Okay, I hope everybody really likes their comics, because the summer wallet-reaming season is officially upon us. This week I picked up parts of no less than three summer events. I was going to pick up the Sinestro Corps special based on the buzz in the other thread, but while I was in the store I ran out of money. I spent every dime I had this week, but fortunately it looks like the events this year are going to be pretty awesome.
Annihilation Conquest Prologue: Okay, here's where I admit that I was totally wrong about the villain for this. Although I figured out who it actually was about a third of the way into this issue. How good the villain is here is really, really going to depend on the execution. They're building up Quasar this time around, like they did with Nova last time (btw, Nova barely appears in the prologue at all. Good thing he has his own series now.), but I think the Starlord stuff is going the be the best. In case I haven't been making myself clear, GO BUY THIS RIGHT NOW.

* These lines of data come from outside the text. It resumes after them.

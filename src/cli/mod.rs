//! CLI operation handlers.
//!
//! - [`migrations`]: Database schema migrations
//! - [`sync`]: Mirror open pull requests into the registry
//! - [`list`]: Print the mirrored pull requests
//! - [`apply`]: Apply a pull request to the working tree
//! - [`revert`]: Revert an applied test
//!
//! Shared wiring lives in [`context`] and output formatting in [`output`].

use patchtester::PatchError;
use thiserror::Error;

pub mod apply;
pub mod context;
pub mod list;
pub mod migrations;
pub mod output;
pub mod revert;
pub mod sync;

/// Failures surfaced by the command line.
#[derive(Debug, Error)]
pub enum CliError {
    /// The requested operation failed.
    #[error(transparent)]
    Patch(#[from] PatchError),

    /// Writing to stdout failed.
    #[error("failed to write output: {message}")]
    Output {
        /// Failure detail.
        message: String,
    },
}

impl CliError {
    /// Returns true when the working tree or database may need manual repair.
    #[must_use]
    pub const fn is_unsafe(&self) -> bool {
        match self {
            Self::Patch(error) => error.is_unsafe(),
            Self::Output { .. } => false,
        }
    }
}
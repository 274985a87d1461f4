//! Structured events for schema upgrades, syncs and working tree changes.
//!
//! The binary prints them to stderr as JSON lines; library callers pick their
//! own [`TelemetrySink`].

use std::io::{self, Write};

use serde::{Deserialize, Serialize};

/// A structured telemetry event emitted by the patch tester.
#[derive(Debug, Clone, PartialEq, Eq, Serialize, Deserialize)]
#[serde(tag = "type", rename_all = "snake_case")]
pub enum TelemetryEvent {
    /// Records the current database schema version after migrations apply.
    SchemaVersionRecorded {
        /// Diesel migration version string (e.g. `20261019000000`).
        schema_version: String,
    },
    /// A full pull request synchronisation finished.
    PullsSynchronised {
        /// Number of pages fetched, including the final empty one.
        pages: u32,
    },
    /// A pull request was applied to the working tree.
    PatchApplied {
        /// Pull request number.
        pull_id: u64,
    },
    /// An applied test was reverted.
    PatchReverted {
        /// Identifier of the reverted test.
        test_id: u64,
    },
}

/// A sink that can record telemetry events.
pub trait TelemetrySink: Send + Sync {
    /// Records a telemetry event.
    fn record(&self, event: TelemetryEvent);
}

/// Telemetry sink that drops all events.
#[derive(Debug, Default, Clone, Copy)]
pub struct NoopTelemetrySink;

impl TelemetrySink for NoopTelemetrySink {
    fn record(&self, _event: TelemetryEvent) {}
}

/// Writes each event to stderr as one JSON object per line.
///
/// Nothing leaves the machine; stdout stays reserved for command output.
#[derive(Debug, Default, Clone, Copy)]
pub struct StderrJsonlTelemetrySink;

impl TelemetrySink for StderrJsonlTelemetrySink {
    fn record(&self, event: TelemetryEvent) {
        // Telemetry must never fail an operation.
        let _ignored = write_jsonl(&mut io::stderr().lock(), &event);
    }
}

fn write_jsonl(writer: &mut impl Write, event: &TelemetryEvent) -> io::Result<()> {
    serde_json::to_writer(&mut *writer, event)?;
    writer.write_all(b"\n")
}
//! Applying a pull request to the working tree.

use std::io;

use patchtester::PatchTesterConfig;
use patchtester::telemetry::{StderrJsonlTelemetrySink, TelemetryEvent, TelemetrySink};

use super::CliError;
use super::context::{LocalStores, open_gateway};
use super::output::write_apply_outcome;

/// Applies pull request `pull_id`.
///
/// # Errors
///
/// Returns the engine's failure. Unsafe failures may leave the tree partially
/// patched.
pub async fn run(config: &PatchTesterConfig, pull_id: u64) -> Result<(), CliError> {
    let gateway = open_gateway(config)?;
    let stores = LocalStores::open(config)?;

    let applied = stores.engine(&gateway).apply(pull_id).await?;
    if applied {
        StderrJsonlTelemetrySink.record(TelemetryEvent::PatchApplied { pull_id });
    }

    write_apply_outcome(&mut io::stdout().lock(), pull_id, applied)
}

X-Men - Endangered Species: Kind of a neat story, just basically setting up the situation for mutantkind at this point. Nothing of any real consequence happens here, but there is some very good dialog between Xavier and Sebastian Shaw.
X-Men #200: The return of the Marauders. Pretty good, but I had some problems with the issue. The first is a
Spoiler Below: Highlight text to read
Mystique turns out to be a traitor. This means that all of the villains that Carey put on the team in the first place have all reverted to type, and it's especially bad because I though Mystique was really turning into a pretty great hero character.

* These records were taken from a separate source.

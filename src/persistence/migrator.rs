//! Diesel-backed migration runner for the local `SQLite` database.

use diesel::sqlite::SqliteConnection;
use diesel_migrations::{EmbeddedMigrations, MigrationHarness, embed_migrations};
use tracing::debug;

use crate::telemetry::{TelemetryEvent, TelemetrySink};

use super::PersistenceError;
use super::connection::DatabaseUrl;

/// Embedded Diesel migrations shipped with the binary.
pub const MIGRATIONS: EmbeddedMigrations = embed_migrations!("migrations");

/// Schema version recorded by the migration that creates the pull, test, and
/// asset-version tables.
pub const INITIAL_SCHEMA_VERSION: &str = "20261019000000";

/// Schema version expected after every embedded migration has run.
pub const CURRENT_SCHEMA_VERSION: &str = INITIAL_SCHEMA_VERSION;

/// A Diesel migration version string.
#[derive(Debug, Clone, PartialEq, Eq)]
pub struct SchemaVersion(String);

impl SchemaVersion {
    /// Returns the inner version string.
    #[must_use]
    pub fn as_str(&self) -> &str {
        &self.0
    }
}

/// Brings the database at `database_url` up to [`CURRENT_SCHEMA_VERSION`].
///
/// Creates the file when it does not exist. The resulting version is recorded
/// in telemetry.
///
/// # Errors
///
/// Returns [`PersistenceError`] when the database cannot be opened, a
/// migration fails, or no applied migration can be found afterwards.
pub fn migrate_database(
    database_url: &str,
    telemetry: &dyn TelemetrySink,
) -> Result<SchemaVersion, PersistenceError> {
    let mut connection = DatabaseUrl::new(database_url)?.establish()?;

    let applied = connection
        .run_pending_migrations(MIGRATIONS)
        .map_err(|error| PersistenceError::MigrationFailed {
            message: error.to_string(),
        })?;
    debug!(applied = applied.len(), "database migrations run");

    let schema_version = latest_applied_version(&mut connection)?;
    telemetry.record(TelemetryEvent::SchemaVersionRecorded {
        schema_version: schema_version.as_str().to_owned(),
    });

    Ok(schema_version)
}

fn latest_applied_version(
    connection: &mut SqliteConnection,
) -> Result<SchemaVersion, PersistenceError> {
    let versions = connection.applied_migrations().map_err(|error| {
        PersistenceError::SchemaVersionQueryFailed {
            message: error.to_string(),
        }
    })?;

    versions
        .into_iter()
        .max()
        .map(|version| SchemaVersion(version.to_string()))
        .ok_or(PersistenceError::MissingSchemaVersion)
}
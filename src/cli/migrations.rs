//! Database migration operations.

use std::io;

use patchtester::PatchTesterConfig;
use patchtester::patch::map_persistence_error;
use patchtester::persistence::migrate_database;
use patchtester::telemetry::StderrJsonlTelemetrySink;

use super::CliError;
use super::output::write_schema_version;

/// Runs database migrations.
///
/// # Errors
///
/// Returns a configuration error if the database URL is missing or blank and
/// a database error for connection or migration failures.
pub fn run(config: &PatchTesterConfig) -> Result<(), CliError> {
    let database_url = config.require_database_url()?;

    let telemetry = StderrJsonlTelemetrySink;
    let version = migrate_database(database_url, &telemetry)
        .map_err(|error| map_persistence_error("migrate database", &error))?;

    write_schema_version(&mut io::stdout().lock(), &version)
}
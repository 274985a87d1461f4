//! File-level view of a pull request's diff.
//!
//! GitHub's changed-file listing is normalised into [`FileChange`] values:
//! statuses collapse to four actions, the packaging `src/` prefix is removed
//! so paths match the installed site, and files that never ship are dropped
//! unless the tree is a development checkout.

use camino::Utf8Path;
use serde::{Deserialize, Serialize};

use crate::github::ChangedFile;

/// Top-level folders that exist only in the source repository.
pub const NON_PRODUCTION_FOLDERS: &[&str] = &["build", "docs", "installation", "tests", ".github"];

/// Top-level files that exist only in the source repository.
pub const NON_PRODUCTION_FILES: &[&str] = &[
    ".drone.yml",
    ".gitignore",
    ".php_cs",
    ".travis.yml",
    "README.md",
    "build.xml",
    "composer.json",
    "composer.lock",
    "phpunit.xml.dist",
    "robots.txt.dist",
    "travisci-phpunit.xml",
    "LICENSE",
    "RoboFile.dist.ini",
    "RoboFile.php",
    "codeception.yml",
    "jorobo.dist.ini",
    "manifest.xml",
    "crowdin.yaml",
];

const SOURCE_PREFIX: &str = "src/";

/// What a pull request does to one file.
#[derive(Debug, Clone, Copy, PartialEq, Eq, Serialize, Deserialize)]
#[serde(rename_all = "lowercase")]
pub enum FileAction {
    /// New file.
    Added,
    /// Existing file with new contents.
    Modified,
    /// File removed.
    Deleted,
    /// File moved, possibly with new contents.
    Renamed,
}

impl FileAction {
    /// Maps a GitHub file status onto an action.
    ///
    /// Returns `None` for `unchanged` and any status GitHub may add later.
    #[must_use]
    pub fn from_github_status(status: &str) -> Option<Self> {
        match status {
            "added" | "copied" => Some(Self::Added),
            "modified" | "changed" => Some(Self::Modified),
            "removed" | "deleted" => Some(Self::Deleted),
            "renamed" => Some(Self::Renamed),
            _ => None,
        }
    }

    /// Returns true when the action needs the new file contents.
    #[must_use]
    pub const fn needs_contents(self) -> bool {
        !matches!(self, Self::Deleted)
    }
}

/// One normalised file entry, as stored with an applied test.
#[derive(Debug, Clone, PartialEq, Eq, Serialize, Deserialize)]
pub struct FileChange {
    /// Action taken on the file.
    pub action: FileAction,
    /// Path in the working tree.
    pub filename: String,
    /// Path in the remote repository.
    pub repo_filename: String,
    /// Contents API URL reported by GitHub.
    pub contents_url: String,
    /// Working-tree path before a rename.
    #[serde(default, skip_serializing_if = "Option::is_none")]
    pub original_filename: Option<String>,
}

impl FileChange {
    /// Normalises a GitHub changed-file entry.
    ///
    /// Returns `None` when the status does not map to an action.
    #[must_use]
    pub fn from_changed_file(file: &ChangedFile) -> Option<Self> {
        let action = FileAction::from_github_status(&file.status)?;
        Some(Self {
            action,
            filename: strip_source_prefix(&file.filename).to_owned(),
            repo_filename: file.filename.clone(),
            contents_url: file.contents_url.clone(),
            original_filename: file
                .previous_filename
                .as_deref()
                .map(|previous| strip_source_prefix(previous).to_owned()),
        })
    }

    /// Working-tree path of the file after the change.
    #[must_use]
    pub fn path(&self) -> &Utf8Path {
        Utf8Path::new(&self.filename)
    }

    /// Working-tree path before a rename.
    #[must_use]
    pub fn original_path(&self) -> Option<&Utf8Path> {
        self.original_filename.as_deref().map(Utf8Path::new)
    }
}

/// Removes the packaging `src/` prefix so the path matches the site layout.
#[must_use]
pub fn strip_source_prefix(path: &str) -> &str {
    path.strip_prefix(SOURCE_PREFIX).unwrap_or(path)
}

/// Returns true when the repository path never ships in an installed site.
#[must_use]
pub fn is_non_production(repo_filename: &str) -> bool {
    let top_level = repo_filename.split('/').next().unwrap_or_default();
    NON_PRODUCTION_FOLDERS.contains(&top_level) || NON_PRODUCTION_FILES.contains(&top_level)
}

/// Normalises GitHub's listing, keeping API order.
///
/// Non-production entries are skipped unless `development_checkout` is set.
#[must_use]
pub fn parse_file_list(files: &[ChangedFile], development_checkout: bool) -> Vec<FileChange> {
    files
        .iter()
        .filter(|file| development_checkout || !is_non_production(&file.filename))
        .filter_map(|file| {
            let change = FileChange::from_changed_file(file);
            if change.is_none() {
                tracing::debug!(
                    filename = %file.filename,
                    status = %file.status,
                    "skipping file with unsupported status"
                );
            }
            change
        })
        .collect()
}

/// A [`FileChange`] together with its downloaded contents.
///
/// Contents stay here and never reach the stored JSON.
#[derive(Debug, Clone, PartialEq, Eq)]
pub struct StagedChange {
    /// The change being applied.
    pub change: FileChange,
    /// New file contents; `None` for deletions.
    pub body: Option<Vec<u8>>,
}

#[cfg(test)]
mod tests {
    use rstest::rstest;

    use super::{FileAction, FileChange, is_non_production, parse_file_list, strip_source_prefix};
    use crate::github::ChangedFile;

    fn changed(filename: &str, status: &str, previous: Option<&str>) -> ChangedFile {
        ChangedFile {
            filename: filename.to_owned(),
            status: status.to_owned(),
            previous_filename: previous.map(ToOwned::to_owned),
            contents_url: format!("https://api.github.com/contents/{filename}"),
        }
    }

    #[rstest]
    #[case("added", Some(FileAction::Added))]
    #[case("copied", Some(FileAction::Added))]
    #[case("modified", Some(FileAction::Modified))]
    #[case("changed", Some(FileAction::Modified))]
    #[case("removed", Some(FileAction::Deleted))]
    #[case("renamed", Some(FileAction::Renamed))]
    #[case("unchanged", None)]
    fn github_statuses_map_to_actions(#[case] status: &str, #[case] expected: Option<FileAction>) {
        assert_eq!(FileAction::from_github_status(status), expected);
    }

    #[rstest]
    #[case("src/libraries/Foo.php", "libraries/Foo.php")]
    #[case("libraries/src/Foo.php", "libraries/src/Foo.php")]
    #[case("src", "src")]
    fn only_leading_source_prefix_is_removed(#[case] input: &str, #[case] expected: &str) {
        assert_eq!(strip_source_prefix(input), expected);
    }

    #[rstest]
    #[case("tests/unit/FooTest.php", true)]
    #[case(".github/workflows/ci.yml", true)]
    #[case("README.md", true)]
    #[case("composer.json", true)]
    #[case("libraries/README.md", false)]
    #[case("media/build/app.js", false)]
    #[case("index.php", false)]
    fn non_production_uses_the_top_level_segment(#[case] path: &str, #[case] expected: bool) {
        assert_eq!(is_non_production(path), expected);
    }

    #[test]
    fn parse_file_list_filters_and_normalises() {
        let files = vec![
            changed("src/libraries/Foo.php", "modified", None),
            changed("tests/FooTest.php", "added", None),
            changed("media/new.js", "renamed", Some("src/media/old.js")),
            changed("index.php", "unchanged", None),
        ];

        let parsed = parse_file_list(&files, false);

        assert_eq!(parsed.len(), 2);
        let first = parsed.first().expect("first change should exist");
        assert_eq!(first.filename, "libraries/Foo.php");
        assert_eq!(first.repo_filename, "src/libraries/Foo.php");
        let renamed = parsed.get(1).expect("renamed change should exist");
        assert_eq!(renamed.action, FileAction::Renamed);
        assert_eq!(renamed.original_filename.as_deref(), Some("media/old.js"));
    }

    #[test]
    fn development_checkout_keeps_non_production_files() {
        let files = vec![changed("tests/FooTest.php", "added", None)];

        assert_eq!(parse_file_list(&files, true).len(), 1);
    }

    #[test]
    fn stored_form_omits_contents_and_empty_original() {
        let change = FileChange::from_changed_file(&changed("index.php", "added", None))
            .expect("added should map");

        let json = serde_json::to_value(&change).expect("change should serialise");

        assert_eq!(
            json,
            serde_json::json!({
                "action": "added",
                "filename": "index.php",
                "repo_filename": "index.php",
                "contents_url": "https://api.github.com/contents/index.php"
            })
        );
    }
}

What's not a spoiler is that despite being pictured with the Marauders on one of the alternate covers, Emma Frost does not betray the X-Men. Weird. It has no context with the rest of the story. The Endangered Species backup story is also pretty pointless. I'll give you the spoiler here - the Beast is trying to partner up with some science-based villains (many of whom I don't even recognize. If anyone can help me out, that'd be great) in order to find a way to save the mutant race. That's it.

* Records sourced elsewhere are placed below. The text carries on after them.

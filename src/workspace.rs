//! The working tree that patches are applied to.
//!
//! All access goes through a capability handle on the site root, so a
//! repository-relative path from a pull request can never reach outside it.

use camino::{Utf8Path, Utf8PathBuf};
use cap_std::ambient_authority;
use cap_std::fs_utf8::Dir;
use thiserror::Error;

/// File whose presence marks a development checkout rather than an install.
pub const DEVELOPMENT_MARKER: &str = "installation/index.php";

/// Errors raised by filesystem access.
#[derive(Debug, Clone, PartialEq, Eq, Error)]
pub enum FilesystemError {
    /// A root directory could not be opened or created.
    #[error("failed to open {label} directory '{path}': {message}")]
    OpenDirectory {
        /// What the directory is used for.
        label: &'static str,
        /// Directory path.
        path: Utf8PathBuf,
        /// Underlying I/O error.
        message: String,
    },

    /// A file operation failed.
    #[error("failed to {operation} '{path}': {message}")]
    Io {
        /// Operation that failed (`read`, `write`, ...).
        operation: &'static str,
        /// Path relative to the opened directory.
        path: Utf8PathBuf,
        /// Underlying I/O error.
        message: String,
    },
}

impl FilesystemError {
    fn io(operation: &'static str, path: &Utf8Path, error: &std::io::Error) -> Self {
        Self::Io {
            operation,
            path: path.to_owned(),
            message: error.to_string(),
        }
    }
}

/// Filesystem rooted at the site under test.
pub trait WorkingTree: Send + Sync {
    /// Returns true when `path` exists.
    fn exists(&self, path: &Utf8Path) -> bool;

    /// Reads the full contents of `path`.
    ///
    /// # Errors
    ///
    /// Returns [`FilesystemError::Io`] when the file cannot be read.
    fn read(&self, path: &Utf8Path) -> Result<Vec<u8>, FilesystemError>;

    /// Writes `contents` to `path`, creating parent directories as needed.
    ///
    /// # Errors
    ///
    /// Returns [`FilesystemError::Io`] when the file cannot be written.
    fn write(&self, path: &Utf8Path, contents: &[u8]) -> Result<(), FilesystemError>;

    /// Deletes the file at `path`.
    ///
    /// # Errors
    ///
    /// Returns [`FilesystemError::Io`] when the file cannot be removed.
    fn remove(&self, path: &Utf8Path) -> Result<(), FilesystemError>;

    /// Returns true when the tree is a development checkout, in which case
    /// non-production files are patched too.
    fn is_development_checkout(&self) -> bool {
        self.exists(Utf8Path::new(DEVELOPMENT_MARKER))
    }
}

/// Working tree backed by a directory on disk.
#[derive(Debug)]
pub struct SiteTree {
    root: Dir,
}

impl SiteTree {
    /// Opens the site root.
    ///
    /// # Errors
    ///
    /// Returns [`FilesystemError::OpenDirectory`] when the directory is
    /// missing or unreadable.
    pub fn open(root_path: &Utf8Path) -> Result<Self, FilesystemError> {
        Ok(Self {
            root: open_dir(root_path, "site")?,
        })
    }
}

impl WorkingTree for SiteTree {
    fn exists(&self, path: &Utf8Path) -> bool {
        self.root.exists(path)
    }

    fn read(&self, path: &Utf8Path) -> Result<Vec<u8>, FilesystemError> {
        self.root
            .read(path)
            .map_err(|error| FilesystemError::io("read", path, &error))
    }

    fn write(&self, path: &Utf8Path, contents: &[u8]) -> Result<(), FilesystemError> {
        if let Some(parent) = path.parent()
            && !parent.as_str().is_empty()
        {
            self.root
                .create_dir_all(parent)
                .map_err(|error| FilesystemError::io("create directory", parent, &error))?;
        }

        self.root
            .write(path, contents)
            .map_err(|error| FilesystemError::io("write", path, &error))
    }

    fn remove(&self, path: &Utf8Path) -> Result<(), FilesystemError> {
        self.root
            .remove_file(path)
            .map_err(|error| FilesystemError::io("remove", path, &error))
    }
}

/// Opens a directory using ambient authority.
pub(crate) fn open_dir(path: &Utf8Path, label: &'static str) -> Result<Dir, FilesystemError> {
    Dir::open_ambient_dir(path, ambient_authority()).map_err(|error| {
        FilesystemError::OpenDirectory {
            label,
            path: path.to_owned(),
            message: error.to_string(),
        }
    })
}
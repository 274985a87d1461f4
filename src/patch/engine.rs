//! The patch engine and the collaborators it is wired to.

use crate::backup::BackupStore;
use crate::github::PatchGateway;
use crate::persistence::{AssetCacheMarker, PullRepository, TestRepository};
use crate::workspace::WorkingTree;

use super::error::{PatchError, map_gateway_error};

/// Borrowed collaborators of a [`PatchEngine`].
#[derive(Clone, Copy)]
pub struct EngineDependencies<'deps> {
    /// GitHub access.
    pub gateway: &'deps dyn PatchGateway,
    /// Pull request registry.
    pub pulls: &'deps dyn PullRepository,
    /// Applied test registry.
    pub tests: &'deps dyn TestRepository,
    /// Backup blobs.
    pub backups: &'deps dyn BackupStore,
    /// Site files.
    pub tree: &'deps dyn WorkingTree,
    /// Asset-cache version marker.
    pub assets: &'deps dyn AssetCacheMarker,
}

/// Values describing the host and the operator.
#[derive(Debug, Clone, PartialEq, Eq)]
pub struct EngineSettings {
    /// Version of the host application the tree belongs to.
    pub host_version: String,
    /// Identifier recorded as the user applying patches.
    pub acting_user: i64,
}

/// Applies pull requests to the working tree and reverts them.
///
/// Each operation validates everything it can before the first mutation.
/// Failures after that point are reported with [`PatchError::is_unsafe`]
/// returning true and are not rolled back.
pub struct PatchEngine<'deps> {
    pub(super) deps: EngineDependencies<'deps>,
    pub(super) settings: EngineSettings,
}

impl<'deps> PatchEngine<'deps> {
    /// Creates an engine over the given collaborators.
    #[must_use]
    pub const fn new(deps: EngineDependencies<'deps>, settings: EngineSettings) -> Self {
        Self { deps, settings }
    }
}

/// Fails unless GitHub allows at least `required` more requests.
pub(crate) async fn require_quota(
    gateway: &dyn PatchGateway,
    required: u32,
) -> Result<(), PatchError> {
    let info = gateway
        .rate_limit()
        .await
        .map_err(|error| map_gateway_error(&error))?;

    if info.allows(required) {
        return Ok(());
    }

    tracing::warn!(
        remaining = info.remaining(),
        required,
        "GitHub API quota too low"
    );
    Err(PatchError::RateLimitExceeded {
        resets_at: info.describe_reset(),
    })
}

Cable and Deadpool #42: This takes place at the same time as X-Men #200, and the fight between Cable and Gambit appears in both. It even has some, but not all, of the same dialog in both books. Which is actually kind of weird. On the one hand, it does set up the scenario that this is the same event taking place in both books, but on the other hand, the differences really stand out. Also, Senyaka appears in this book, but hasn't he been killed like five times now? Does it just not bother him? At the end of the book, Cable appears to die, but I'll bet you a dollar he's just fine.
World War Hulk X-Men #1: Hulk smash puny New X-Men!
Incredible Hulk #107: This issue, Amadeus Cho signs up Angel, Hercules, and Namora to help the Hulk. Apparently, he wants to build a Hulk nature preserve out in the New Mexico desert. Which is like, the best idea for the Hulk anyone's ever had. Hulk just want to be left alone, so put him out in the middle of the desert with a fence and big sign that says "Hulk Preserve, DO NOT ENTER." Next issue, Rich Jones.
X-Factor #20: X-Factor defeats X-Cell when Quicksilver's repowered mutants start to BLOW UP. That's a hell of a way to win a fight. Quicksilver also looses his terrigen powers, making him just about the only significant mutant to loose his powers and, at this time, still be unpowered.
Thunderbolts #115: Fantastic issue. Ellis finally gives people what they've been asking for, and the unregistered heroes knock the crap out of the T-bolts. Except for Steel Spider, who has his arm eaten by Venom. Well, they can't all be winners. Songbird also pulls a nasty trick on Bullseye, which results in him getting crippled by American Eagle. They say he's been muted permanently, but I wouldn't count on it.
Fallen Son #4: Spider-Man and depression. This issue isn't anywhere near as good as the last one, but it's also not nearly as bad as the first two. Spider-Man fights Rhino in a graveyard, when all Rhino wanted to do was pay his respects to his dead mother. Rhino gets the rawest deal ever here. Finch's art is the best so far in this series, in my opinion.
Captain America #27: Bucky goes after Captain America's shield, but it's been given to the Black Widow for transport. They've apparently got a lot of history, both being former Soviet operatives, but that doesn't stop Bucky from beating the crap out of her to get that shield. Always good stuff with Brubaker at the helm.
Iron Fist #6: Danny, Orson, and the Heroes for Hire face off against Davos and his army of goons. Danny gets a major power boost, but at the cost of something else. At the end of the issue, Danny is whisked off to fight in the Tournament of Heavenly Cities. Now that they've picked up the pace on this series, I'm really digging it.
Daredevil #98: Well, last issue Gladiator beat the hell out of Daredevil. This issue, Daredevil beats the hell out of Gladiator. That's what he gets for messing with Matt's wife.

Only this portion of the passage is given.